La pareja firmó una orden de compra el 6 de octubre de 2009 de bonos necesariamente convertibles en acciones por un importe de 100.000 euros, «compra en la que los demandantes tenían la creencia, por así habérselo comentado los empleados del banco, de que en realidad lo contratado era un depósito en el que el capital estaba garantizado y que era recuperable en cualquier momento», según establece la sentencia dictada por el juez Blas Regidor.

Sin embargo, la pareja no sabía al contratar el producto lo que estaba adquiriendo realmente, al tratarse de un cliente minorista -la mayoría de clientes particulares y empresas entran dentro de esta clasificación- y no profesional. Es decir, el banco no llevó a cabo los procedimientos adecuados para estos casos, en los que se debe garantizar el correcto entendimiento por parte de los contratantes del producto que adquieren.

La sentencia, dictada el 1 de marzo de 2017, establece que no cabe duda de que el contrato en cuestión es un instrumento financiero que «se caracteriza además por su complejidad». Así, recoge que el derecho a la información y transparencia es «básico» para el funcionamiento del mercado de servicios bancarios, algo que se ve motivado por la «complejidad» del producto en cuestión, según recoge la sentencia difundida por la Asociación de usuarios financieros.

Test obligados

En estos casos, las entidades de crédito deben llevar a cabo el denominado 'test de conveniencia', con el fin de comprobar la adecuación del producto financiero al perfil del cliente concreto. Deben realizar también el denominado 'test de idoneidad' si además la entidad de crédito va a realizar las tareas de asesoramiento al cliente sobre los instrumentos que mejor pueden servirle para gestionar su riesgo. La sentencia recoge que el banco demandado tenía la obligación de hacerles ambos a la pareja, pero su existencia no consta en las actuaciones.

Asimismo, el banco tampoco ofreció información precontractual, capaz de demostrar los riesgos que el cliente asumía con la firma del contrato. «No puede entenderse que en esta fase previa se diera al cliente información suficiente», recoge la sentencia, para añadir que además «no se ha acreditado que se hicieran simulaciones de producto, ni que se les explicara el coste de cancelación» del mismo.

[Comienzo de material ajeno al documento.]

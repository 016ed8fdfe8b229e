//! JSON-RPC client for a Solana cluster.
//!
//! Wraps the SDK's nonblocking [`RpcClient`](SolanaRpcClient) so the rest
//! of the wallet sees one commitment level, one error type and the
//! [`Ledger`] trait.

use solana_commitment_config::CommitmentConfig;
use solana_rpc_client::nonblocking::rpc_client::RpcClient as SolanaRpcClient;
use solana_rpc_client_api::client_error::{Error as ClientError, ErrorKind as ClientErrorKind};
use solana_rpc_client_api::config::RpcSendTransactionConfig;
use solana_rpc_client_api::request::RpcError as RequestError;
use solana_transaction_status_client_types::UiTransactionEncoding;
use thiserror::Error;
use tracing::{debug, warn};

use super::{Ledger, TransactionStatus};
use crate::config::{Commitment, WalletConfig, RPC_REQUEST_TIMEOUT};
use crate::crypto::address::Address;
use crate::crypto::keys::TxSignature;
use crate::transaction::{Blockhash, Transaction};

/// Errors talking to the cluster.
#[derive(Debug, Error)]
pub enum RpcError {
    /// Connection refused, DNS failure, timeout, TLS, ...
    #[error("network error: {0}")]
    Transport(String),

    /// The node answered with a JSON-RPC error object.
    #[error("RPC error {code}: {message}")]
    Server { code: i64, message: String },

    /// Anything else the client reports: bad payloads, signing, 429s.
    #[error("RPC client error: {0}")]
    Client(String),
}

impl From<ClientError> for RpcError {
    fn from(err: ClientError) -> Self {
        match err.kind() {
            ClientErrorKind::Io(_) | ClientErrorKind::Reqwest(_) => RpcError::Transport(err.to_string()),
            ClientErrorKind::RpcError(RequestError::RpcResponseError { code, message, .. }) => {
                warn!(code, %message, "rpc error");
                RpcError::Server {
                    code: *code,
                    message: message.clone(),
                }
            }
            _ => RpcError::Client(err.to_string()),
        }
    }
}

/// Maps the wallet's commitment setting onto the SDK's.
pub fn commitment_config(commitment: Commitment) -> CommitmentConfig {
    match commitment {
        Commitment::Processed => CommitmentConfig::processed(),
        Commitment::Confirmed => CommitmentConfig::confirmed(),
        Commitment::Finalized => CommitmentConfig::finalized(),
    }
}

/// JSON-RPC client bound to one endpoint and commitment level.
pub struct RpcClient {
    inner: SolanaRpcClient,
    commitment: Commitment,
}

impl RpcClient {
    pub fn new(url: impl Into<String>, commitment: Commitment) -> Self {
        let inner = SolanaRpcClient::new_with_timeout_and_commitment(
            url.into(),
            RPC_REQUEST_TIMEOUT,
            commitment_config(commitment),
        );
        Self { inner, commitment }
    }

    pub fn url(&self) -> String {
        self.inner.url()
    }

    pub fn commitment(&self) -> Commitment {
        self.commitment
    }
}

#[async_trait::async_trait]
impl Ledger for RpcClient {
    async fn get_balance(&self, address: &Address) -> Result<u64, RpcError> {
        let response = self
            .inner
            .get_balance_with_commitment(address, commitment_config(self.commitment))
            .await?;
        debug!(%address, slot = response.context.slot, "getBalance");
        Ok(response.value)
    }

    async fn get_latest_blockhash(&self) -> Result<Blockhash, RpcError> {
        Ok(self.inner.get_latest_blockhash().await?)
    }

    async fn send_transaction(&self, tx: &Transaction) -> Result<TxSignature, RpcError> {
        let config = RpcSendTransactionConfig {
            preflight_commitment: Some(commitment_config(self.commitment).commitment),
            encoding: Some(UiTransactionEncoding::Base64),
            ..RpcSendTransactionConfig::default()
        };
        Ok(self.inner.send_transaction_with_config(tx, config).await?)
    }

    async fn request_airdrop(&self, address: &Address, lamports: u64) -> Result<TxSignature, RpcError> {
        Ok(self.inner.request_airdrop(address, lamports).await?)
    }

    async fn get_signature_status(
        &self,
        signature: &TxSignature,
    ) -> Result<Option<TransactionStatus>, RpcError> {
        let response = self.inner.get_signature_statuses(&[*signature]).await?;
        Ok(response.value.into_iter().next().flatten())
    }
}

/// Opens a client for the endpoint and commitment in `config`.
pub fn create_connection(config: &WalletConfig) -> RpcClient {
    RpcClient::new(config.rpc_endpoint(), config.commitment)
}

La entidad demandada no ha acreditado la documentación que en su día pidió a los clientes ni la información que les proporcionó, únicamente ha acreditado la copia del contrato, información «manifiestamente insuficiente», alega la sentencia.

En conclusión, la sentencia argumenta la existencia de un «error esencial y excusable», ya que la parte demandante tenía el convencimiento de estar firmando un depósito bancario, incumpliendo la entidad su deber de proporcionar «información transparente y clara a su cliente».

El juez declara la nulidad del contrato de suscripción de bonos convertibles por acciones en 2009, además de la nulidad de su prórroga en 2012 y su posterior conversión en acciones el 25 de noviembre de 2015. Condena así al banco a que abone a la pareja 100.000 euros, más los intereses y las costas.

Contra esta resolución cabe recurso de apelación ante la Audiencia Provincial de Jaén en un plazo de veinte días hábiles.